Imaging-Based Loss-Analysis for Perovskite/Perovskite/Silicon Triple-Junction Solar Cells

Perovskite/perovskite/silicon triple-junction solar cells promise to harvest electricity from the sunlight more efficiently than single- or dual-junction solar cells. However, with an increasing number of functional layers, it becomes more and more complex to disentangle from which layer a defect originates from. Imaging-based techniques can help to localize defects that lead to electrical losses due to their spatial resolution and subcell selectivity of some of the methods. In this work, we give an overview of imaging-based measurement techniques that can be used to analyze various kinds of defects.
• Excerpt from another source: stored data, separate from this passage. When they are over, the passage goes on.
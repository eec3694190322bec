use std::io;
use std::net::SocketAddr;

use thiserror::Error;

/// Boxed error type returned by request handlers.
///
/// A handler error never escapes the connection that produced it: the
/// dispatcher turns it into a 500 response whose reason phrase is the
/// error's display text.
pub type BoxError = Box<dyn std::error::Error + Send + Sync>;

/// Errors surfaced by server construction and startup.
#[derive(Debug, Error)]
pub enum ServerError {
    #[error("route table must be set")]
    MissingRoutes,

    #[error("server has already been started")]
    AlreadyRunning,

    #[error("bind {addr} error: {source}")]
    Bind { addr: SocketAddr, source: io::Error },

    #[error("can't read bound address: {source}")]
    LocalAddr {
        #[from]
        source: io::Error,
    },
}

impl ServerError {
    pub(crate) fn bind(addr: SocketAddr, source: io::Error) -> Self {
        Self::Bind { addr, source }
    }
}

/// Errors produced while decoding a request head.
#[derive(Debug, Error)]
pub enum ParseError {
    #[error("header size too large, current: {current_size} exceed the limit {max_size}")]
    TooLargeHeader { current_size: usize, max_size: usize },

    #[error("invalid request head: {reason}")]
    InvalidHead { reason: String },

    #[error("connection closed before a full request head arrived")]
    UnexpectedEof,

    #[error("io error: {source}")]
    Io {
        #[from]
        source: io::Error,
    },
}

impl ParseError {
    pub(crate) fn too_large_header(current_size: usize, max_size: usize) -> Self {
        Self::TooLargeHeader { current_size, max_size }
    }

    pub(crate) fn invalid_head<S: ToString>(reason: S) -> Self {
        Self::InvalidHead { reason: reason.to_string() }
    }
}

/// Per-connection error, contained at the dispatcher boundary.
#[derive(Debug, Error)]
pub(crate) enum ConnectionError {
    #[error("request error: {source}")]
    Parse {
        #[from]
        source: ParseError,
    },

    #[error("response error: {source}")]
    Io {
        #[from]
        source: io::Error,
    },
}
//! A minimal embeddable HTTP server with bounded request admission.
//!
//! This crate binds a socket, accepts connections, limits how many requests
//! are handled concurrently, dispatches each request to a caller-registered
//! handler keyed by path, and writes the handler's output back to the
//! client. It is deliberately small: no TLS, no HTTP/2, no request body
//! parsing, no middleware, no path parameters.
//!
//! # Features
//!
//! - Asynchronous I/O using tokio
//! - Bounded concurrency: a counting gate admits at most a configured
//!   number of in-flight requests; beyond that the accept loop stalls and
//!   backpressure moves into the OS accept backlog
//! - Exact, method-agnostic path routing with slash and query-string
//!   normalization
//! - One response-writing contract for text, byte-stream and file payloads
//!   with an always-exact content length
//! - Contained failures: a handler error or a mid-copy write failure is
//!   expressed as a status code on that one response and never disturbs
//!   the accept loop or other in-flight requests
//!
//! # Example
//!
//! ```no_run
//! use quickserve::{BoxError, RequestContext, Routes, Server, handler_fn};
//!
//! async fn status(ctx: &mut RequestContext) -> Result<(), BoxError> {
//!     ctx.respond(r#"{"ok":true}"#).await;
//!     Ok(())
//! }
//!
//! #[tokio::main]
//! async fn main() {
//!     let routes = Routes::builder().route("status", handler_fn(status)).build();
//!
//!     let mut server = Server::builder()
//!         .port(8080)
//!         .routes(routes)
//!         .max_in_flight(64)
//!         .build()
//!         .unwrap();
//!
//!     let url = server.start().await.unwrap();
//!     println!("serving on {url}");
//!
//!     tokio::signal::ctrl_c().await.unwrap();
//!     server.stop();
//! }
//! ```
//!
//! # Architecture
//!
//! - [`route`][Routes]: immutable-after-start route table and path
//!   normalization
//! - [`Handler`]: the capability invoked per matched request, with
//!   [`handler_fn`] adapting plain async functions
//! - [`RequestContext`]: per-connection request data and response builder,
//!   exclusively owned by the task handling that connection
//! - [`Server`]: listener lifecycle (bind, accept loop, stop) and the
//!   per-connection dispatcher
//!
//! One long-lived task runs the accept loop; each accepted connection is
//! handled on its own spawned task holding an admission permit that is
//! released when the task ends, whatever the outcome. Stopping the server
//! cancels the accept loop at its next await point and closes the listening
//! socket; in-flight requests are not awaited.

mod codec;
mod context;
mod error;
mod gate;
mod handler;
mod response;
mod route;
mod server;

pub use context::RequestContext;
pub use error::{BoxError, ParseError, ServerError};
pub use handler::{Handler, HandlerFn, HandlerFunc, handler_fn};
pub use response::Payload;
pub use route::{Routes, RoutesBuilder};
pub use server::{DEFAULT_MAX_IN_FLIGHT, DEFAULT_PORT, Server, ServerBuilder};
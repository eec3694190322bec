//! Static route table with exact, method-agnostic path matching.

use std::collections::HashMap;

use crate::handler::Handler;

/// Immutable mapping from normalized path to handler.
///
/// Built once before the listener starts and read-only afterward, so
/// serving needs no lock around it. Matching is exact string comparison on
/// the normalized form with case preserved; there is no wildcard or prefix
/// matching, and the HTTP method is deliberately ignored: one handler
/// answers every verb on its path.
pub struct Routes {
    table: HashMap<String, Box<dyn Handler>>,
}

impl Routes {
    /// Creates a new route table builder.
    pub fn builder() -> RoutesBuilder {
        RoutesBuilder::new()
    }

    /// Looks up the handler registered for an already-normalized key.
    pub(crate) fn resolve(&self, key: &str) -> Option<&dyn Handler> {
        self.table.get(key).map(Box::as_ref)
    }

    pub fn len(&self) -> usize {
        self.table.len()
    }

    pub fn is_empty(&self) -> bool {
        self.table.is_empty()
    }
}

pub struct RoutesBuilder {
    table: HashMap<String, Box<dyn Handler>>,
}

impl RoutesBuilder {
    fn new() -> Self {
        Self { table: HashMap::new() }
    }

    /// Registers `handler` under `path`.
    ///
    /// Register the normalized form: no leading or trailing slash, no query
    /// string; the root is the empty string. Registering the same path
    /// twice keeps the later handler.
    pub fn route(mut self, path: impl Into<String>, handler: impl Handler + 'static) -> Self {
        self.table.insert(path.into(), Box::new(handler));
        self
    }

    pub fn build(self) -> Routes {
        Routes { table: self.table }
    }
}

/// Normalizes a raw request target into a route key.
///
/// `/` maps to the empty key; otherwise exactly one leading and one
/// trailing slash are stripped, then everything from the first `?` on is
/// discarded. The untouched raw target stays available to handlers through
/// the request context.
pub(crate) fn normalize(target: &str) -> &str {
    let key = if target == "/" {
        ""
    } else {
        let stripped = target.strip_prefix('/').unwrap_or(target);
        stripped.strip_suffix('/').unwrap_or(stripped)
    };

    key.split_once('?').map_or(key, |(path, _query)| path)
}
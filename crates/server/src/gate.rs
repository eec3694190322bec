//! Admission gate: a counting bound on in-flight request handling.
//!
//! The accept loop acquires one permit per incoming connection before the
//! connection is accepted, so once all permits are consumed the loop stalls
//! and backpressure moves into the OS accept backlog. There is no reject or
//! overflow policy.

use std::sync::Arc;

use tokio::sync::{OwnedSemaphorePermit, Semaphore};

/// Bounds the number of concurrently handled connections.
#[derive(Debug, Clone)]
pub(crate) struct AdmissionGate {
    permits: Arc<Semaphore>,
}

impl AdmissionGate {
    /// Creates a gate with `max_in_flight` permits; the starting count and
    /// the maximum are the same value.
    pub(crate) fn new(max_in_flight: usize) -> Self {
        Self { permits: Arc::new(Semaphore::new(max_in_flight)) }
    }

    /// Waits until a permit is available, then consumes one.
    ///
    /// The permit travels with the connection task; dropping it is the
    /// release, so release happens exactly once per acquire no matter how
    /// the connection ends.
    pub(crate) async fn acquire(&self) -> GatePermit {
        let permit = Arc::clone(&self.permits)
            .acquire_owned()
            .await
            .expect("admission semaphore is never closed");
        GatePermit { _permit: permit }
    }

    #[cfg(test)]
    pub(crate) fn available(&self) -> usize {
        self.permits.available_permits()
    }
}

/// One admission slot, released on drop.
#[derive(Debug)]
pub(crate) struct GatePermit {
    _permit: OwnedSemaphorePermit,
}
use std::path::Path;

use anyhow::Context;

use renderer::Renderer;
use shared::{sky::CubeSampler, PhysicalParams};

use crate::cli::Args;

/// Renders one full-resolution frame headlessly and writes it as an image.
pub fn save(
    args: &Args,
    params: PhysicalParams,
    sky: Box<dyn CubeSampler>,
    output: &Path,
) -> anyhow::Result<()> {
    firestorm::profile_fn!(save);

    let camera = args.orbit(&params).camera();
    let mut renderer = Renderer::create(sky, params, (args.width, args.height), camera);
    let image = renderer
        .snapshot(args.time)
        .context("Failed to render snapshot")?;

    image
        .save(output)
        .with_context(|| format!("Unable to write snapshot to {}", output.display()))?;
    log::info!(
        "Saved {}x{} frame at t={}s to {}",
        image.width(),
        image.height(),
        args.time,
        output.display()
    );
    Ok(())
}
The homogeneity of the absorber layers can be investigated independently from each other, using subcell-selective photoluminescence (PL) imaging. Combining PL imaging with electroluminescence (EL) imaging, the homogeneity of electron and hole transport layers can be evaluated. Shunts can be located and attributed to subcells in the triple-junction solar cell by applying dark and illuminated lock-in thermography. Voltage and selectivity losses can be investigated subcell-resolved with a combination of terminal voltage measurements and PL based implied open-circuit voltage (iVOC) imaging. As an exemplary application, this work demonstrates that significant transient changes can be revealed tracking the terminal voltage, the iVOC, and the resulting selectivity losses during a light soaking procedure. As we demonstrate, combining the set of possible measurements discussed in this work allows for a comprehensive investigation of electrical losses which is a fundamental prerequisite to unlock the power conversion potential of perovskite/perovskite/silicon triple-junction solar cells.